Nous avons discuté toute la soirée, Adam et moi. Gabriel étant là aussi, mais à l'écart malgré tout en restant sur son téléphone dans la cuisine tout du long. Il me faisait de la peine. J'ai repensé à tout à l'heure, quand nous sommes arrivés sur la tombe de mon père et que je l'ai vu aussi attristé. Mais attristé par quoi ? Par moi ? Par la situation ? Je ne le comprends pas, et en fait, même avec du recul, je me rend compte que je ne l'ai jamais compris. Même si je le croyais.

Adam m'a beaucoup parlé de son père, de mon passé, de ce qu'il sait. Tandis que j'ai un peu plus osée ouvrir mon cœur.

Je lui ai tout déballé. Tout ce qu'il ne savait pas, même ce fameux soir où mon père est parti de la maison en trombe et que je ne l'ai plus jamais revu.

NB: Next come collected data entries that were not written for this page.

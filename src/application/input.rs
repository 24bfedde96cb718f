//! Interactive collection of the search request

#![allow(clippy::uninlined_format_args)]

use std::io::{self, BufRead, Write};
use std::time::Duration;
use thiserror::Error;

use super::presentation::type_out;
use crate::domain::{SearchMode, SearchRequest};

pub const WELCOME_BANNER: &str = "Hello There!!! Welcome to IMDB Scraper..";
pub const MENU: &str = "what you want to search: \nFor genre Press 1\nFor keyword Press 2";
pub const CHOICE_PROMPT: &str = "Enter Your Choice: ";
pub const WRONG_OPTION: &str = "You have choose wrong option please choose correct one";

#[derive(Error, Debug)]
pub enum InputError {
    #[error("Input closed before a search was entered")]
    Closed,

    #[error("Failed to read input: {0}")]
    Io(#[from] io::Error),
}

fn read_trimmed_line<R: BufRead>(reader: &mut R) -> Result<String, InputError> {
    let mut line = String::new();
    if reader.read_line(&mut line)? == 0 {
        return Err(InputError::Closed);
    }
    Ok(line.trim().to_string())
}

/// Types the banner and menu, then asks for the choice and the term.
///
/// An unknown choice asks again; end of input is an error.
pub fn prompt_search_request<R, W>(
    reader: &mut R,
    writer: &mut W,
    typing_delay: Duration,
) -> Result<SearchRequest, InputError>
where
    R: BufRead,
    W: Write,
{
    type_out(writer, WELCOME_BANNER, typing_delay)?;
    writeln!(writer)?;
    type_out(writer, MENU, typing_delay)?;
    writeln!(writer)?;

    let mode = loop {
        write!(writer, "{}", CHOICE_PROMPT)?;
        writer.flush()?;

        let choice = read_trimmed_line(reader)?;
        match SearchMode::from_menu_choice(&choice) {
            Some(mode) => break mode,
            None => writeln!(writer, "{}", WRONG_OPTION)?,
        }
    };

    write!(writer, "Please Enter Your {}: ", mode.label())?;
    writer.flush()?;
    let term = read_trimmed_line(reader)?;

    Ok(SearchRequest::new(term, mode))
}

- Il s'est suicidé à cause d'elle, ai-je dit.

- On l'a tous toujours pensé, m'a t-il répondu.

Je ne me rappelle pas de la dernière fois où quelqu'un m'a dit du bien de ma mère.

Car elle n'a rien de bien en elle.

Une profonde méchanceté, un besoin de se sentir supérieur, une volonté de faire du mal sans raison. C'est elle, ma mère. Une génitrice ni plus ni moins, qui m'a seulement fait grandir dans son espace vitale et sous son toit, qui m'a aimé jusqu'à l'âge de mes 8 ans et qui est devenue sauvage à la suite d'un petit accident.

Une semaine avant mes 8 ans (j'étais petite mais je m'en rappelle comme si c'était hier), je suis rentré de l'école à pied. D'habitude, c'est ma mère qui me récupérait, mais ce jour-là, elle n'était pas venue. Je crois qu'elle avait été retenue au boulot, ce qui est plutôt rare vu que c'est elle la patronne de sa boîte, mais soit. Mes parents m'avaient toujours expliquer que si jamais aucun des deux m'attendaient à la sortie, je pouvais rentrer par moi-même.

Maintenant que j'y pense, je me demande comment les professeurs ont pu laisser une gamine de 8 ans rentrer seule..

J'avais au moins bien 40 minutes de marche jusqu'à la maison.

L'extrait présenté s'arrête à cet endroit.